Develop with a local environment
Follow the steps in this guide to set up a development environment where you run Grafana and your plugin locally. With this setup, you can see your changes as you add them.
Run Grafana in your host
To clone and run Grafana locally:
Download and set up Grafana. Refer to the developer-guide.
Grafana looks for plugins, by default, in its
data/plugins
directory. You can create a symbolic link to your plugin repository to detect new changes:ln -s <plugin-path>/dist data/plugins/<plugin-name>
Optional: If the preceding step doesn’t work for you (for example, if you are running on Windows), then modify the default path in the Grafana configuration. Find the default path at
conf/custom.ini
) and point it to your plugin’s directory:[paths] plugins = <path-to-your-plugin-parent-directory>
Run Grafana with docker-compose
Another option is to run Grafana with docker-compose so that it runs in a container. To do so, create the docker-compose
file in your plugin directory.
Note: If your plugin already includes a docker-compose file, then skip this step.
version: '3.7'
services:
grafana:
# Change latest with your target version, if needed
image: grafana/grafana:latest
ports:
- 3000:3000/tcp
volumes:
# Use your plugin folder (for example, redshift-datasource)
- ./dist:/var/lib/grafana/plugins/<plugin-folder>
- ./provisioning:/etc/grafana/provisioning
environment:
- TERM=linux
- GF_LOG_LEVEL=debug
- GF_DATAPROXY_LOGGING=true
- GF_DEFAULT_APP_MODE=development
Run your plugin in development mode
Finally, start your plugin in development mode. Go to your plugin’s root directory and follow these steps:
Build your plugin backend and start the frontend in watch mode:
mage -v yarn watch
Start the Grafana backend and frontend:
- For a local copy of Grafana, go to the directory with Grafana source code and run:
make run
yarn start
- Or, with docker-compose, in your plugin directory, run:
docker-compose up
After this, you should be able to see your plugin listed in Grafana, and then you can test your changes.
If you make a change in the frontend, you must refresh your browser. However, changes in the backend may require that you rebuild your plugin binaries and reload the plugin (mage && mage reloadPlugin
for local development, or run docker-compose up
again if you are using docker-compose).
Run your backend plugin with a debugger
Note: The following method only works with a local Grafana instance and currently doesn’t work with Docker.

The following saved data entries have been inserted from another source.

// file: src/models/search_result.rs
// description: paginated search pages and related-item result sets
// reference: Used for CQL/JQL search results

use serde::Serialize;

/// One page of a remote search, in remote order.
#[derive(Debug, Clone, Serialize, PartialEq)]
pub struct SearchPage<T> {
    pub items: Vec<T>,
    pub start: usize,
    pub limit: usize,
    pub size: usize,
    /// Only reported by Jira.
    pub total: Option<usize>,
    /// Continuation link, only reported by Confluence.
    pub next: Option<String>,
}

impl<T> SearchPage<T> {
    pub fn has_more(&self) -> bool {
        match (self.total, &self.next) {
            (_, Some(_)) => true,
            (Some(total), None) => self.start + self.size < total,
            (None, None) => false,
        }
    }
}

/// Items related to a source page or issue.
#[derive(Debug, Clone, Serialize, PartialEq)]
pub struct RelatedResultSet<T> {
    /// Identifier of the source item.
    pub source: String,
    /// The CQL or JQL that was executed.
    pub query: String,
    pub items: Vec<T>,
}

impl<T> RelatedResultSet<T> {
    pub fn len(&self) -> usize {
        self.items.len()
    }

    pub fn is_empty(&self) -> bool {
        self.items.is_empty()
    }
}
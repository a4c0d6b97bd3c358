// file: src/lib.rs
// description: library entry point and public api exports
// reference: rust library patterns
#![doc = include_str!(concat!(env!("CARGO_MANIFEST_DIR"), "/readme.md"))]

pub mod client;
pub mod config;
pub mod error;
pub mod mcp;
pub mod models;
pub mod parser;
pub mod query;
pub mod utils;

pub use client::{ConfluenceClient, HttpTransport, JiraClient, SearchOptions, Transport};
pub use config::{ClientConfig, Config, ServiceConfig};
pub use error::{ApiError, Result};
pub use models::{Comment, Issue, Label, Page, Project, RelatedResultSet, SearchPage, Space};
pub use query::{Expr, Query, SourceItem, extract_keywords, related_issues_query, related_pages_query};
pub use utils::Validator;

#[cfg(test)]
mod tests {
    use super::*;

    #[test]
    fn test_library_exports() {
        let _config = Config::default_config();
        let _options = SearchOptions::new(10);
        assert!(extract_keywords("").is_empty());
    }
}
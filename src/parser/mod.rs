// file: src/parser/mod.rs
// description: document markup parsing module exports
// reference: internal module structure

pub mod storage;

pub use storage::to_plain_text;
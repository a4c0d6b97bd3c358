// file: src/client/mod.rs
// description: REST transport abstraction and the Confluence/Jira clients built on it
// reference: https://docs.rs/reqwest

pub mod confluence;
pub mod http;
pub mod jira;

#[cfg(test)]
pub(crate) mod mock;

pub use confluence::ConfluenceClient;
pub use http::HttpTransport;
pub use jira::JiraClient;

use crate::error::{ApiError, Result};
use serde::de::DeserializeOwned;
use serde_json::Value;
use std::future::Future;

/// A JSON-over-HTTP GET against one service.
///
/// Implementations classify non-success statuses into `ApiError` before
/// returning, so callers only see decoded bodies or classified failures.
pub trait Transport: Send + Sync {
    /// Human readable service name used in errors and logs.
    fn service(&self) -> &'static str;

    fn base_url(&self) -> &str;

    fn get_json(
        &self,
        path: &str,
        query: &[(&str, String)],
    ) -> impl Future<Output = Result<Value>> + Send;
}

/// Paging and field selection for a search or list call.
///
/// `expand` maps to Confluence's `expand` parameter and to Jira's `fields`.
#[derive(Debug, Clone, PartialEq, Eq)]
pub struct SearchOptions {
    pub limit: usize,
    pub start: usize,
    pub expand: Vec<String>,
}

impl SearchOptions {
    pub fn new(limit: usize) -> Self {
        Self {
            limit,
            start: 0,
            expand: Vec::new(),
        }
    }

    pub fn start(mut self, start: usize) -> Self {
        self.start = start;
        self
    }

    pub fn expand<I, S>(mut self, fields: I) -> Self
    where
        I: IntoIterator<Item = S>,
        S: Into<String>,
    {
        self.expand = fields.into_iter().map(Into::into).collect();
        self
    }

    pub(crate) fn expand_param(&self) -> Option<String> {
        let fields: Vec<&str> = self
            .expand
            .iter()
            .map(|f| f.trim())
            .filter(|f| !f.is_empty())
            .collect();
        if fields.is_empty() {
            None
        } else {
            Some(fields.join(","))
        }
    }
}

pub(crate) fn decode<D: DeserializeOwned>(service: &'static str, value: Value) -> Result<D> {
    serde_json::from_value(value).map_err(|e| ApiError::Decode {
        service,
        message: e.to_string(),
    })
}

#[cfg(test)]
mod tests {
    use super::*;

    #[test]
    fn test_expand_param() {
        assert_eq!(SearchOptions::new(5).expand_param(), None);
        assert_eq!(
            SearchOptions::new(5)
                .expand(["space", " ", "metadata.labels"])
                .expand_param()
                .as_deref(),
            Some("space,metadata.labels")
        );
    }

    #[test]
    fn test_decode_reports_service() {
        let err = decode::<Vec<String>>("Jira", serde_json::json!({"not": "a list"})).unwrap_err();
        assert!(err.to_string().starts_with("Unexpected Jira response"));
    }
}
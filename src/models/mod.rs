// file: src/models/mod.rs
// description: data models module exports
// reference: internal module structure

pub mod issue;
pub mod page;
pub mod search_result;

pub use issue::{Comment, Issue, Project};
pub use page::{Label, Page, Space, SpaceRef};
pub use search_result::{RelatedResultSet, SearchPage};

use chrono::{DateTime, FixedOffset};

/// Parse the timestamp formats both services emit.
///
/// Confluence uses RFC 3339 (`2024-01-05T09:30:00.000Z`), Jira uses a
/// numeric offset without a colon (`2024-01-05T09:30:00.000+0000`).
pub fn parse_timestamp(raw: &str) -> Option<DateTime<FixedOffset>> {
    DateTime::parse_from_rfc3339(raw)
        .or_else(|_| DateTime::parse_from_str(raw, "%Y-%m-%dT%H:%M:%S%.f%z"))
        .ok()
}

Running a backend plugin with a debugger is supported in Visual Studio Code and GoLand out of the box, but it can also work with any other IDE or debugger.
You can run a backend plugin and attach a debugger to it, which allows you to set breakpoints and debug your backend plugin directly from your IDE of choice:
Go to your plugin’s folder.
Check your
go.mod
to make suregrafana-plugin-sdk-go
are at least onv0.156.0
- If not, update it to the latest version:
go get -u github.com/grafana/grafana-plugin-sdk-go
- If not, update it to the latest version:
Build your plugin at least once:
yarn build && mage
Install your plugin into your local Grafana instance.
Now that your plugin is ready to run, follow the instructions bellow for your IDE of choice.
Visual Studio Code
If it’s not already present, go to your plugin’s folder and place the following file inside
.vscode/launch.json
:{ "version": "0.2.0", "configurations": [ { "name": "Standalone debug mode", "type": "go", "request": "launch", "mode": "debug", "program": "${workspaceFolder}/pkg", "env": {}, "args": ["-standalone"] } ] }
Press
F5
to run your plugin in debug mode.If Grafana isn’t already running, run it.
If you re-run the configuration, Grafana automatically reloads the plugin.
GoLand
Create a new Run/Debug configuration:
- Run kind: Package
- Package path: your
pkg
package - Program arguments:
-standalone
Run the config (with or without the debugger).
If Grafana isn’t already running, run it.
Note: If you re-run the configuration, Grafana automatically reloads the plugin.
Other IDEs
Configure your code editor to run the following steps:
Build the executable file with debug flags.
mage build:debug
Run the plugin’s executable file (inside
dist
) with-standalone -debug
flags../gpx_xyz_linux_amd64 -standalone -debug
Attach a debugger to the process.
If Grafana isn’t already running, run it.
If you re-run the configuration, Grafana automatically reloads the plugin.
Notes
- All logs are printed in the plugin’s
stdout
rather than in Grafana logs. - If the backend plugin doesn’t serve requests after you turn off debug mode, you can force a reset to the standalone mode. To do so, delete the files
dist/standalone.txt
,dist/pid.txt
, and the executable file, and then restart Grafana. - Grafana doesn’t support debugging backend plugins running inside Docker. But this is a planned enhancement.